On Fri, 29 Apr 2005, Gil Freund wrote:

> On 4/29/05, guy keren <[EMAIL PROTECTED]> wrote:
>
> > perhaps you didn't dig into the thing - it uses the linux system as a
> > console OS, not as a host OS. the guest machines do not run on top of this
> > linux system at all. all the device drivers that are useable by the guest
> > machines were modified - if you compile and load a normal driver, it will
> > be accessibleby the linux console machine, but it cannot be accessed by
> > the guest machines.
[snip]
> > but contrariwise, ESX is supposed to give better performance for the guest
> > machines - please check your claims before spreading this info...
>
> Please read again.
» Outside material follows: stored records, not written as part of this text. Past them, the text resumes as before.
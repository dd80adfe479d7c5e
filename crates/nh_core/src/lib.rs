pub mod client;
pub mod error;
pub mod navigation;
pub mod store;
pub mod types;

pub use client::NewsClient;
pub use error::{Error, Result};
pub use navigation::{NavigationEvent, Navigator, HOME_PATH};
pub use store::ArticleStore;
pub use types::*;

pub mod prelude {
    pub use super::{
        Article, ArticleList, ArticleStore, Category, Country, Error, Navigator, NewsClient, Result,
    };
}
I am not spreading info, I am requesting info.
> As VMware/EMC licencing prohibit benchmark publications, nor do they
> provide such information, I am trying to find what the underlining
> differences are.

well, i think you got what you could get without asking vmware themselves,
or having some inside information ;)

> Consider, if you will, the differences between MS-Exchange standard
> and enterprise additions. It is the same application with hard coded
> limits in the standard addition. I.e. it is a marketing and not a
> technical issue.
> Data-Ontap (netapp) has all functionality built into the core OS, it
> only has to be licences. Again, a marketing decision.
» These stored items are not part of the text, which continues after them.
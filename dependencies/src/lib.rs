//! Facts about the class hierarchy that optimized code was compiled against.
//!
//! If one of them stops holding, code depending on it is invalid. They are checked once more
//! right before code is registered.

use std::fmt::{Display, Formatter};

use strum_macros::IntoStaticStr;
use thiserror::Error;
use tracing::trace;

use installer_common::ids::{KlassId, MethodId, ObjectAddress};

#[derive(Copy, Clone, Debug, Eq, PartialEq, Hash, IntoStaticStr)]
pub enum Dependency {
    /// The method's bytecode has not been redefined.
    #[strum(serialize = "evol_method")]
    EvolMethod { method: MethodId },
    #[strum(serialize = "leaf_type")]
    LeafType { context: KlassId },
    #[strum(serialize = "abstract_with_unique_concrete_subtype")]
    AbstractWithUniqueConcreteSubtype { context: KlassId, subtype: KlassId },
    #[strum(serialize = "unique_concrete_method")]
    UniqueConcreteMethod { context: KlassId, method: MethodId },
    #[strum(serialize = "no_finalizable_subclasses")]
    NoFinalizableSubclasses { context: KlassId },
    #[strum(serialize = "call_site_target_value")]
    CallSiteTargetValue { call_site: ObjectAddress, method_handle: ObjectAddress },
}

impl Dependency {
    pub fn name(&self) -> &'static str {
        self.into()
    }
}

impl Display for Dependency {
    fn fmt(&self, f: &mut Formatter<'_>) -> std::fmt::Result {
        write!(f, "{}(", self.name())?;
        match self {
            Dependency::EvolMethod { method } => write!(f, "{}", method)?,
            Dependency::LeafType { context } => write!(f, "{}", context)?,
            Dependency::AbstractWithUniqueConcreteSubtype { context, subtype } => write!(f, "{}, {}", context, subtype)?,
            Dependency::UniqueConcreteMethod { context, method } => write!(f, "{}, {}", context, method)?,
            Dependency::NoFinalizableSubclasses { context } => write!(f, "{}", context)?,
            Dependency::CallSiteTargetValue { call_site, method_handle } => write!(f, "{:#x}, {:#x}", call_site.0, method_handle.0)?,
        }
        write!(f, ")")
    }
}

/// The class hierarchy queries dependencies are validated with.
pub trait ClassHierarchy {
    fn is_abstract(&self, klass: KlassId) -> bool;
    fn subclasses(&self, klass: KlassId) -> Vec<KlassId>;
    /// The single concrete type at or below `context`, if there is exactly one.
    fn unique_concrete_subtype(&self, context: KlassId) -> Option<KlassId>;
    /// The single implementation `context` and its subtypes have for `method`, if there is exactly one.
    fn unique_concrete_method(&self, context: KlassId, method: MethodId) -> Option<MethodId>;
    fn has_finalizable_subclass(&self, klass: KlassId) -> bool;
    fn call_site_target(&self, call_site: ObjectAddress) -> Option<ObjectAddress>;
    fn is_method_evolved(&self, method: MethodId) -> bool;
}

#[derive(Debug, Error, Eq, PartialEq)]
#[error("dependency {dependency} no longer holds")]
pub struct DependencyViolation {
    pub dependency: Dependency,
}

#[derive(Clone, Debug, Default)]
pub struct Dependencies {
    dependencies: Vec<Dependency>,
}

impl Dependencies {
    pub fn new() -> Self {
        Self::default()
    }

    fn add(&mut self, dependency: Dependency) {
        if !self.dependencies.contains(&dependency) {
            trace!(%dependency, "dependency");
            self.dependencies.push(dependency);
        }
    }

    pub fn assert_evol_method(&mut self, method: MethodId) {
        self.add(Dependency::EvolMethod { method })
    }

    pub fn assert_leaf_type(&mut self, context: KlassId) {
        self.add(Dependency::LeafType { context })
    }

    pub fn assert_abstract_with_unique_concrete_subtype(&mut self, context: KlassId, subtype: KlassId) {
        self.add(Dependency::AbstractWithUniqueConcreteSubtype { context, subtype })
    }

    pub fn assert_unique_concrete_method(&mut self, context: KlassId, method: MethodId) {
        self.add(Dependency::UniqueConcreteMethod { context, method })
    }

    pub fn assert_has_no_finalizable_subclasses(&mut self, context: KlassId) {
        self.add(Dependency::NoFinalizableSubclasses { context })
    }

    pub fn assert_call_site_target_value(&mut self, call_site: ObjectAddress, method_handle: ObjectAddress) {
        self.add(Dependency::CallSiteTargetValue { call_site, method_handle })
    }

    pub fn iter(&self) -> impl Iterator<Item=&Dependency> {
        self.dependencies.iter()
    }

    pub fn len(&self) -> usize {
        self.dependencies.len()
    }

    pub fn is_empty(&self) -> bool {
        self.dependencies.is_empty()
    }

    /// Finds the first dependency that no longer holds.
    pub fn validate<H: ClassHierarchy + ?Sized>(&self, hierarchy: &H) -> Result<(), DependencyViolation> {
        for dependency in self.dependencies.iter() {
            if !holds(dependency, hierarchy) {
                return Err(DependencyViolation { dependency: *dependency });
            }
        }
        Ok(())
    }
}

fn holds<H: ClassHierarchy + ?Sized>(dependency: &Dependency, hierarchy: &H) -> bool {
    match *dependency {
        Dependency::EvolMethod { method } => !hierarchy.is_method_evolved(method),
        Dependency::LeafType { context } => hierarchy.subclasses(context).is_empty(),
        Dependency::AbstractWithUniqueConcreteSubtype { context, subtype } => {
            hierarchy.is_abstract(context) && hierarchy.unique_concrete_subtype(context) == Some(subtype)
        }
        Dependency::UniqueConcreteMethod { context, method } => {
            hierarchy.unique_concrete_method(context, method) == Some(method)
        }
        Dependency::NoFinalizableSubclasses { context } => !hierarchy.has_finalizable_subclass(context),
        Dependency::CallSiteTargetValue { call_site, method_handle } => {
            hierarchy.call_site_target(call_site) == Some(method_handle)
        }
    }
}

#[cfg(test)]
mod tests {
    use std::collections::HashMap;

    use pretty_assertions::assert_eq;

    use installer_common::ids::{KlassId, MethodId, ObjectAddress};

    use crate::{ClassHierarchy, Dependencies, Dependency, DependencyViolation};

    struct Hierarchy {
        subclasses: HashMap<KlassId, Vec<KlassId>>,
        abstract_types: Vec<KlassId>,
    }

    impl ClassHierarchy for Hierarchy {
        fn is_abstract(&self, klass: KlassId) -> bool {
            self.abstract_types.contains(&klass)
        }

        fn subclasses(&self, klass: KlassId) -> Vec<KlassId> {
            self.subclasses.get(&klass).cloned().unwrap_or_default()
        }

        fn unique_concrete_subtype(&self, context: KlassId) -> Option<KlassId> {
            let concrete: Vec<KlassId> = self.subclasses(context).into_iter().filter(|klass| !self.is_abstract(*klass)).collect();
            match concrete.as_slice() {
                [only] => Some(*only),
                _ => None
            }
        }

        fn unique_concrete_method(&self, _context: KlassId, method: MethodId) -> Option<MethodId> {
            Some(method)
        }

        fn has_finalizable_subclass(&self, _klass: KlassId) -> bool {
            false
        }

        fn call_site_target(&self, _call_site: ObjectAddress) -> Option<ObjectAddress> {
            None
        }

        fn is_method_evolved(&self, method: MethodId) -> bool {
            method == MethodId(0xdead)
        }
    }

    fn hierarchy() -> Hierarchy {
        Hierarchy {
            subclasses: HashMap::from([(KlassId(1), vec![KlassId(2)])]),
            abstract_types: vec![KlassId(1)],
        }
    }

    #[test]
    fn duplicates_are_recorded_once() {
        let mut dependencies = Dependencies::new();
        dependencies.assert_leaf_type(KlassId(2));
        dependencies.assert_leaf_type(KlassId(2));
        dependencies.assert_evol_method(MethodId(3));
        assert_eq!(dependencies.len(), 2);
    }

    #[test]
    fn holding_dependencies_validate() {
        let mut dependencies = Dependencies::new();
        dependencies.assert_leaf_type(KlassId(2));
        dependencies.assert_abstract_with_unique_concrete_subtype(KlassId(1), KlassId(2));
        dependencies.assert_unique_concrete_method(KlassId(1), MethodId(7));
        assert_eq!(dependencies.validate(&hierarchy()), Ok(()));
    }

    #[test]
    fn first_broken_dependency_is_reported() {
        let mut dependencies = Dependencies::new();
        dependencies.assert_evol_method(MethodId(3));
        dependencies.assert_leaf_type(KlassId(1));
        dependencies.assert_evol_method(MethodId(0xdead));
        assert_eq!(dependencies.validate(&hierarchy()), Err(DependencyViolation { dependency: Dependency::LeafType { context: KlassId(1) } }));
    }

    #[test]
    fn display() {
        let dependency = Dependency::AbstractWithUniqueConcreteSubtype { context: KlassId(0x10), subtype: KlassId(0x20) };
        assert_eq!(dependency.to_string(), "abstract_with_unique_concrete_subtype(klass@0x10, klass@0x20)");
    }
}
consider the differences between suzuky swift and suzuky baleno. the swift
has all the functionality of the baleno - they both have 4 wheels, an
engine, a roof, 4 doors... oops, the swift actually has 5 doors - so it's
better, isn't it? again, a marketing decision ;)

> > note: i didn't deal with GSX other thenreading about it. i did, however,
> > had the "pleasure" of trying to disect ESX for some purpose, and was quite
> > surprised to find how it works.
>
> If I understand you correctly, then ESX is similar to XEN in the sence
> that there is another Kernel running in ring 0 and that the console OS
> is a privileged (Dom0 in XEN talk) guest.
> GSX would then be closer in concept to UML or QEMU.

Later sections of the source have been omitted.